Aramburu nació en 2007. No fue el primero, pero sí estuvo entre los pioneros en ofrecer menú por pasos por Argentina, apostando a técnicas aprendidas en stages y trabajos en la Europa de las estrellas Michelin y las nuevas cocinas españolas. Lo llamativo es que, en lugar de abrirlo en polos gastronómicos o turísticos -como indicaba la norma-, lo hizo en Constitución, barrio de clase trabajadora con ganada fama de peligroso.
En 2019, tras dos años de obra, se mudó a Recoleta, una ubicación más lógica, y con una gran puesta en escena. Ante la pregunta de si fue un error haber abierto en su momento en Constitución, Gonzalo responde rápido, casi ofendido: “Para nada, lo disfruté mucho, de ahí salió todo lo que somos hoy. Estar allá fue la manera que tuve de arrancar. Es el lugar que podía pagar, y me sirvió de experiencia y aprendizaje. Ahí gané libertad, comencé a creer en mí. Ya en ese momento hacíamos alta cocina, no nos dejamos condicionar por el barrio. Es más: el Aramburu actual no tan distinto al que tenía en aquel momento, tan sólo ganamos en estructura, en comodidad. Pero el espíritu es el mismo de siempre”.
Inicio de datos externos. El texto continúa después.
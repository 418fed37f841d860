//! `larder-inventory` — materials, stock batches, and the batch ledger.
//!
//! Business rules for perishable stock, implemented as deterministic domain
//! logic (no IO, no storage). The ledger draws batches down
//! earliest-expiry-first and emits consumption facts for downstream alerting
//! and broadcasting.

pub mod batch;
pub mod ledger;
pub mod material;

pub use batch::StockBatch;
pub use ledger::{
    BatchAllocation, BatchConsumed, Consumption, InventoryEvent, StockReceived, classify_expired,
    classify_expiring, consume, receive, restore,
};
pub use material::Material;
En Constitución gané libertad
y empecé a creer en mí;
hacíamos alta cocina,
no nos condicionaba el barrio
En esta década y media este restaurante fue parte de un selecto pelotón de restaurantes de la llamada alta cocina, junto con Tegui, Chila, El Baqueano, La Vinería de Gualterio Bolivar, Tarquino y algunos etcéteras. De todos ellos hoy solo quedan Aramburu y El Baqueano, trasladado a las alturas de la capital de Salta, acompañados de unas pocas aperturas, como Trescha y Mercado de Liniers. “Me fui quedando solo, es verdad. Pero también es verdad que nunca fuimos muchos. Y por varios años yo estuve un escalón debajo del resto. No tenía la estructura ni el presupuesto de un Chila, de un Tegui. Comparado, lo mío era una pocilga. Recién ahora estaríamos más a tiro. Y si bien muchos de ellos decidieron cerrar las puertas, yo no me cuestiono el estilo de Aramburu. Estoy convencido de que tenemos un lugar en la gastronomía, de acá y del mundo”.
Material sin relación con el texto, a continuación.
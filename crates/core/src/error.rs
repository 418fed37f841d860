//! Domain error model.

use rust_decimal::Decimal;
use thiserror::Error;

/// Result type used across the domain layer.
pub type DomainResult<T> = Result<T, DomainError>;

/// Domain-level error.
///
/// Keep this focused on deterministic business failures (validation, stock
/// shortfalls, conflicts). Infrastructure concerns belong elsewhere; in
/// particular, broadcast transport failures are logged and swallowed and never
/// appear here.
#[derive(Debug, Error, Clone, PartialEq, Eq)]
pub enum DomainError {
    /// A value failed validation (e.g. malformed or out-of-range input).
    #[error("validation failed: {0}")]
    Validation(String),

    /// A consumption request exceeded the total available remaining stock.
    #[error("insufficient stock: requested {requested}, available {available}")]
    InsufficientStock {
        requested: Decimal,
        available: Decimal,
    },

    /// An identifier was invalid (e.g. parse failure).
    #[error("invalid identifier: {0}")]
    InvalidId(String),

    /// A referenced material, batch, product, or order was not found.
    #[error("not found")]
    NotFound,

    /// Lock contention or stale-write detection.
    #[error("conflict: {0}")]
    Conflict(String),
}

impl DomainError {
    pub fn validation(msg: impl Into<String>) -> Self {
        Self::Validation(msg.into())
    }

    pub fn insufficient_stock(requested: Decimal, available: Decimal) -> Self {
        Self::InsufficientStock {
            requested,
            available,
        }
    }

    pub fn invalid_id(msg: impl Into<String>) -> Self {
        Self::InvalidId(msg.into())
    }

    pub fn conflict(msg: impl Into<String>) -> Self {
        Self::Conflict(msg.into())
    }

    pub fn not_found() -> Self {
        Self::NotFound
    }

    /// Shortfall carried by an `InsufficientStock` error, if that is what
    /// this error is.
    pub fn shortfall(&self) -> Option<Decimal> {
        match self {
            Self::InsufficientStock {
                requested,
                available,
            } => Some(requested - available),
            _ => None,
        }
    }
}
//! Order repricing behind the per-order exclusive scope.
//!
//! Item mutations and the recomputation they trigger run in one unit of
//! work, so two racing mutations of the same order cannot interleave and
//! lose an update.

use std::sync::Arc;

use chrono::{DateTime, Utc};
use tracing::debug;

use larder_catalog::Product;
use larder_core::{DomainResult, Entity, OrderId};
use larder_events::EventDispatcher;
use larder_orders::{Order, OrderItem};

use crate::events::CoreEvent;
use crate::store::{CatalogStore, OrderStore};

/// Recomputes order totals whenever order state changes.
pub struct RepricingService<O, C> {
    orders: O,
    catalog: C,
    events: Arc<EventDispatcher<CoreEvent>>,
}

impl<O, C> RepricingService<O, C>
where
    O: OrderStore,
    C: CatalogStore,
{
    pub fn new(orders: O, catalog: C, events: Arc<EventDispatcher<CoreEvent>>) -> Self {
        Self {
            orders,
            catalog,
            events,
        }
    }

    /// Apply a mutation to an order and recompute its totals in the same
    /// exclusive scope. Returns the updated order.
    pub fn mutate_and_reprice(
        &self,
        order_id: OrderId,
        now: DateTime<Utc>,
        mutate: impl FnOnce(&mut Order, &mut Vec<OrderItem>) -> DomainResult<()>,
    ) -> DomainResult<Order> {
        let (order_after, event) = self.orders.with_order(order_id, |order, items| {
            mutate(order, items)?;

            let mut products: Vec<Product> = Vec::with_capacity(items.len());
            for item in items.iter() {
                products.push(self.catalog.product(item.product_id)?);
            }
            let saved = self.catalog.saved_discounts()?;

            let event = larder_orders::reprice(order, items, &products, &saved, now)?;
            Ok((order.clone(), event))
        })?;

        // Committed; notify subscribers.
        self.events.dispatch(&CoreEvent::Order(event));
        debug!(%order_id, total = %order_after.total_amount, "order repriced");
        Ok(order_after)
    }

    /// Recompute totals without changing order state.
    pub fn reprice_order(&self, order_id: OrderId, now: DateTime<Utc>) -> DomainResult<Order> {
        self.mutate_and_reprice(order_id, now, |_order, _items| Ok(()))
    }
}

#[cfg(test)]
mod tests {
    use super::*;
    use larder_catalog::Discount;
    use larder_core::{OrderItemId, ProductId};
    use larder_orders::ServiceType;
    use rust_decimal_macros::dec;

    use crate::store::{InMemoryCatalogStore, InMemoryOrderStore};

    fn now() -> DateTime<Utc> {
        "2026-02-01T12:30:00Z".parse().unwrap()
    }

    fn service() -> (
        RepricingService<Arc<InMemoryOrderStore>, Arc<InMemoryCatalogStore>>,
        Arc<InMemoryOrderStore>,
        Arc<InMemoryCatalogStore>,
    ) {
        let orders = Arc::new(InMemoryOrderStore::new());
        let catalog = Arc::new(InMemoryCatalogStore::new());
        let service = RepricingService::new(
            orders.clone(),
            catalog.clone(),
            Arc::new(EventDispatcher::new()),
        );
        (service, orders, catalog)
    }

    #[test]
    fn quantity_change_recomputes_totals() {
        let (service, orders, catalog) = service();

        let product = Product::new(ProductId::new(), "Latte", dec!(10)).service_eligible(false);
        let product_id = product.id;
        catalog.put_product(product).unwrap();

        let order = Order::new(OrderId::new(), ServiceType::Takeaway);
        let order_id = *order.id();
        let item = OrderItem::new(OrderItemId::new(), order_id, product_id, dec!(10), 3);
        orders.put_order(order, vec![item]).unwrap();

        let order = service.reprice_order(order_id, now()).unwrap();
        assert_eq!(order.sub_total, dec!(30));
        assert_eq!(order.total_amount, dec!(34.2));

        let order = service
            .mutate_and_reprice(order_id, now(), |_order, items| {
                items[0].quantity = 5;
                Ok(())
            })
            .unwrap();
        assert_eq!(order.sub_total, dec!(50));
        assert_eq!(order.total_amount, dec!(57));

        // The recomputation persisted.
        let (stored, items) = orders.snapshot(order_id).unwrap();
        assert_eq!(stored.total_amount, dec!(57));
        assert_eq!(items[0].sub_total, dec!(50));
    }

    #[test]
    fn discarded_order_discount_stays_discarded() {
        let (service, orders, catalog) = service();

        let product = Product::new(ProductId::new(), "Cake", dec!(100))
            .service_eligible(false)
            .tax_eligible(false);
        let product_id = product.id;
        catalog.put_product(product).unwrap();

        let order = Order::new(OrderId::new(), ServiceType::Takeaway)
            .with_discount(Discount::Percentage(dec!(80)));
        let order_id = *order.id();
        let item = OrderItem::new(OrderItemId::new(), order_id, product_id, dec!(100), 1)
            .with_discount(Discount::Cash(dec!(50)));
        orders.put_order(order, vec![item]).unwrap();

        // 50 + 80 = 130 > 100: order discount is discarded and reset.
        let order = service.reprice_order(order_id, now()).unwrap();
        assert_eq!(order.discount_value, dec!(50));
        assert!(order.discount.is_none());

        // The next recomputation keeps only the item discount.
        let order = service.reprice_order(order_id, now()).unwrap();
        assert_eq!(order.discount_value, dec!(50));
    }
}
La pregunta de qué es un fine dining en Argentina es inevitable: muchos de los restaurantes más exitosos se desmarcan conscientemente de este corsé que encierra exigencias. “Implica un servicio puntual, una exhibición. Hay como un dress code, la gente se prepara para venir, se predispone distinto. Buscamos siempre la alta calidad con los mejores productos, priorizando la creatividad. Esa creatividad hay que trabajarla: antes lo hacíamos en pleno despacho, pensábamos ahí los platos futuros. Ahora estamos más prolijos, nos juntamos con Tatiana (mi jefa de lo que sería el departamento creativo) de mañana, entre libros, cocinas y anotaciones, probando platos, combinaciones, ideas. Y buscando siempre la síntesis. Cada cocina es un mundo; el fine dining es el cuidado del producto, de la creatividad y de la experiencia que le das al cliente”.
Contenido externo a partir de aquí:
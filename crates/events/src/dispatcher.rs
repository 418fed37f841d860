//! Application-level event dispatcher (registered-callback pattern).
//!
//! Domain operations return events; they never trigger side effects
//! themselves. The application registers callbacks here and dispatches the
//! events after the owning unit of work has committed, decoupling cause
//! (a ledger mutation) from effect (a broadcast, a dashboard refresh).

use tracing::debug;

use crate::Event;

/// Callback invoked for events whose type matches the registered pattern.
pub type EventCallback<E> = Box<dyn Fn(&E) + Send + Sync>;

/// Routes events to registered callbacks by event-type pattern.
///
/// Patterns, in match order per callback:
/// - exact: `"inventory.batch_consumed"`
/// - category: `"inventory.*"` matches every `inventory.`-prefixed type
/// - wildcard: `"*"` matches everything
pub struct EventDispatcher<E: Event> {
    handlers: Vec<(String, EventCallback<E>)>,
}

impl<E: Event> EventDispatcher<E> {
    pub fn new() -> Self {
        Self {
            handlers: Vec::new(),
        }
    }

    /// Register a callback for an event-type pattern.
    pub fn on<F>(&mut self, pattern: impl Into<String>, callback: F)
    where
        F: Fn(&E) + Send + Sync + 'static,
    {
        self.handlers.push((pattern.into(), Box::new(callback)));
    }

    /// Dispatch one event to every matching callback.
    ///
    /// Returns the number of callbacks invoked.
    pub fn dispatch(&self, event: &E) -> usize {
        let event_type = event.event_type();
        let mut invoked = 0;

        for (pattern, callback) in &self.handlers {
            if pattern_matches(pattern, event_type) {
                callback(event);
                invoked += 1;
            }
        }

        if invoked == 0 {
            debug!(event_type, "no callback registered for event");
        }

        invoked
    }

    /// Dispatch a batch of events in order.
    pub fn dispatch_all<'a>(&self, events: impl IntoIterator<Item = &'a E>) -> usize {
        events.into_iter().map(|e| self.dispatch(e)).sum()
    }
}

impl<E: Event> Default for EventDispatcher<E> {
    fn default() -> Self {
        Self::new()
    }
}

fn pattern_matches(pattern: &str, event_type: &str) -> bool {
    if pattern == "*" || pattern == event_type {
        return true;
    }
    if let Some(prefix) = pattern.strip_suffix(".*") {
        return event_type
            .strip_prefix(prefix)
            .is_some_and(|rest| rest.starts_with('.'));
    }
    false
}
Una helada aceituna de manteca de cacao rellena de jugo de oliva verde; las ostras con aceite verde, calamar, vinagre y caviar uruguayo; el fantástico tartar de ciervo, alga nori, todo cubierto con carpaccio de ciervo y hoja de shizu; el fallido mús de alcaucil, ragú de faisán y puerro frito… Los pasos salen rápido, cronometrados. Entre los mejores, ahí están los sticks de centolla envueltos en papel de zanahoria y remolacha, con sus púas crocantes hechas de coliflor.
Cada plato apenas se explica mediante algunos de sus ingredientes básicos: en Aramburu no hay mucho storytelling. Los comensales no saben que la centolla llega viva al restaurante, que muchas de las verduras provienen de una pequeña huerta en Cardales, que el cochinillo está alimentado con cereales orgánicos. “Tal vez nos falte comunicación. Por mucho tiempo vi que había algo sobreactuado en la gastronomía, donde cada cosa tiene una historia detrás pero que luego no funciona en la mesa. De ese tipo de lugares me voy corriendo”, dice. E insiste con que, a sus 47 años, ya pasó por otras etapas: “Estoy más grande, más enfocado. Quiero evitar errores, sin dejar nada librado al azar. Este modo de pensar puede ser más aburrido, pero me gusta”.
¿Te aburrís?
“A veces sí. Al mismo tiempo, no somos un tres estrellas. No ponemos cada hierba con una pinza sobre el plato buscando ese detalle. Cuando voy a comer a restaurantes en el mundo, elijo más los de dos estrellas que los de tres, me parecen más divertidos. Por eso busco que Aramburu tenga algo casual: el menú no es hiper elaborado, no nos vamos de mambo, nos permitimos algo medio lúdico”.

El menú completo transcurre en la planta baja, hasta llegar al último plato salado, el magret de pato con puré de topinambur y lima, trufa negra y nabo fresco. Luego, los postres y bebidas dulces continúan arriba, en el primer piso. La apuesta futura de Gonzalo es darle más valor al piso superior. También, dice, quiere mejorar la propuesta de maridaje, que hoy es correcta pero sin grandes sorpresas. “Siempre miré la inversión más como cocinero que como empresario. Prefería gastar dinero en un nuevo horno para mejorar el despacho, en lugar de usarlo para la cava que nos debemos”.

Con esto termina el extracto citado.